Absolute quantification of cohesin, CTCF and their regulators in human cells

Abstract

The organisation of mammalian genomes into loops and topologically associating domains (TADs) contributes to chromatin structure, gene expression and recombination. TADs and many loops are formed by cohesin and positioned by CTCF. In proliferating cells, cohesin also mediates sister chromatid cohesion, which is essential for chromosome segregation. Current models of chromatin folding and cohesion are based on assumptions of how many cohesin and CTCF molecules organise the genome. Here we have measured absolute copy numbers and dynamics of cohesin, CTCF, NIPBL, WAPL and sororin by mass spectrometry, fluorescence-correlation spectroscopy and fluorescence recovery after photobleaching in HeLa cells. In G1-phase, there are ~250,000 nuclear cohesin complexes, of which ~ 160,000 are chromatin-bound. Comparison with chromatin immunoprecipitation-sequencing data implies that some genomic cohesin and CTCF enrichment sites are unoccupied in single cells at any one time. We discuss the implications of these findings for how cohesin can contribute to genome organisation and cohesion.

Keywords: CTCF; cell biology; chromosomes; cohesin; fluorescence-correlation spectroscopy; gene expression; genome organization; human; mass spectrometry; sister chromatid cohesion.

Figure 1.. LC-MS quantification of cohesin subunit copy number.

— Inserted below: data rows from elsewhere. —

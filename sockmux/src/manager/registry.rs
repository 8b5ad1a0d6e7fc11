/*!
 * Socket Registry
 * Descriptor-to-state map and the poll vector, mutated together
 *
 * Both structures live behind one lock: a descriptor appears in the map
 * iff it appears in the poll vector, and the vector stays sorted by
 * ascending descriptor value so every poll tick iterates sockets in a
 * deterministic order.
 */

use crate::core::types::requested_events;
use crate::socket::SocketState;
use ahash::RandomState;
use nix::poll::PollFlags;
use std::collections::HashMap;
use std::os::fd::RawFd;
use std::sync::Arc;

/// One slot handed to the OS poll syscall
#[derive(Debug, Clone, Copy)]
pub(crate) struct PollEntry {
    pub(crate) fd: RawFd,
    pub(crate) events: PollFlags,
}

#[derive(Default)]
pub(crate) struct Registry {
    sockets: HashMap<RawFd, Arc<SocketState>, RandomState>,
    poll_entries: Vec<PollEntry>,
    /// Whether the background monitor task is active
    monitoring: bool,
}

impl Registry {
    pub(crate) fn contains(&self, fd: RawFd) -> bool {
        self.sockets.contains_key(&fd)
    }

    pub(crate) fn get(&self, fd: RawFd) -> Option<Arc<SocketState>> {
        self.sockets.get(&fd).cloned()
    }

    pub(crate) fn is_empty(&self) -> bool {
        self.sockets.is_empty()
    }

    pub(crate) fn len(&self) -> usize {
        self.sockets.len()
    }

    pub(crate) fn entries(&self) -> &[PollEntry] {
        &self.poll_entries
    }

    pub(crate) fn states(&self) -> impl Iterator<Item = &Arc<SocketState>> {
        self.sockets.values()
    }

    /// Insert a new state and rebuild the poll vector. Returns false if
    /// the descriptor is already registered.
    pub(crate) fn insert(&mut self, state: Arc<SocketState>) -> bool {
        let fd = state.raw_fd();
        if self.sockets.contains_key(&fd) {
            return false;
        }
        self.sockets.insert(fd, state);
        self.rebuild();
        true
    }

    /// Remove and return the state for `fd`, rebuilding the poll vector.
    pub(crate) fn remove(&mut self, fd: RawFd) -> Option<Arc<SocketState>> {
        let state = self.sockets.remove(&fd)?;
        self.rebuild();
        Some(state)
    }

    /// Rebuild the poll vector: one entry per registered descriptor,
    /// requesting the full event set, sorted ascending by value.
    fn rebuild(&mut self) {
        self.poll_entries.clear();
        self.poll_entries.extend(self.sockets.keys().map(|&fd| PollEntry {
            fd,
            events: requested_events(),
        }));
        self.poll_entries.sort_unstable_by_key(|entry| entry.fd);
    }

    pub(crate) fn monitoring(&self) -> bool {
        self.monitoring
    }

    pub(crate) fn set_monitoring(&mut self, active: bool) {
        self.monitoring = active;
    }
}
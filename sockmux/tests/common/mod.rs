/*!
 * Shared test helpers
 */
#![allow(dead_code)]

use nix::sys::socket::{socketpair, AddressFamily, SockFlag, SockType};
use sockmux::{MonitorConfig, SocketManager};
use std::os::fd::OwnedFd;
use std::time::Duration;

/// Connected Unix stream pair, already non-blocking.
pub fn stream_pair() -> (OwnedFd, OwnedFd) {
    socketpair(
        AddressFamily::Unix,
        SockType::Stream,
        None,
        SockFlag::SOCK_NONBLOCK,
    )
    .expect("socketpair")
}

/// Connected Unix datagram pair, already non-blocking.
pub fn datagram_pair() -> (OwnedFd, OwnedFd) {
    socketpair(
        AddressFamily::Unix,
        SockType::Datagram,
        None,
        SockFlag::SOCK_NONBLOCK,
    )
    .expect("socketpair")
}

/// Manager with a 1ms poll cadence so tests settle quickly.
pub fn fast_manager() -> SocketManager {
    SocketManager::with_config(MonitorConfig {
        monitor_interval: Duration::from_millis(1),
        ..MonitorConfig::default()
    })
}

Absolute quantification of cohesin subunits in (A) chromatin or (B) soluble extracts isolated from G1, G2 or prometaphase synchronised HeLa cells, adjusted for cell numbers to derive copy number per cell. Data are plotted as mean ± standard deviation from two biological replicates and two technical replicates. For absolute values and exceptions, see Table 1. For individual peptide counts, see Figure 1—figure supplement 2.

Figure 1—figure supplement 1.. LC-MS cell synchronisation and fractionation efficiency.

(A) Fluorescence activated cell sorting (FACS) of propidium iodide-stained cells after cell synchronisation. The average synchrony (two biological replicates) of G1-, G2- and prometaphase-arrested cells were 95%, 85% and 92%, respectively. (B) Spectral counting in chromatin and soluble protein extracts. Glyceraldehyde-3-phosphate dehydrogenase (GAPDH), glucose-6-phosphate-isomerase and 6-phospho-frucotokinase (soluble protein markers) were largely depleted from chromatin extracts but were enriched 10- to 20-fold in soluble extracts. Histone H2B, H2A and macroH2A1 were strongly increased in chromatin extracts. For source data, see Figure 1—source data 1.

Figure 1—figure supplement 2.. LC-MS quantification of cohesin subunit copy number.

Absolute quantification of individual SMC1, SMC3, SCC1, STAG1 and STAG2 peptides used to generate the mean cohesin subunit copy numbers shown in Figure 1 and Table 1. Data are plotted as mean ± standard deviation of two technical replicates. A single technical replicate was quantified for peptide ELAETEPK in G2 soluble extract.

Figure 1—figure supplement 3.. LC-MS quantification of cohesin subunit stoichiometry.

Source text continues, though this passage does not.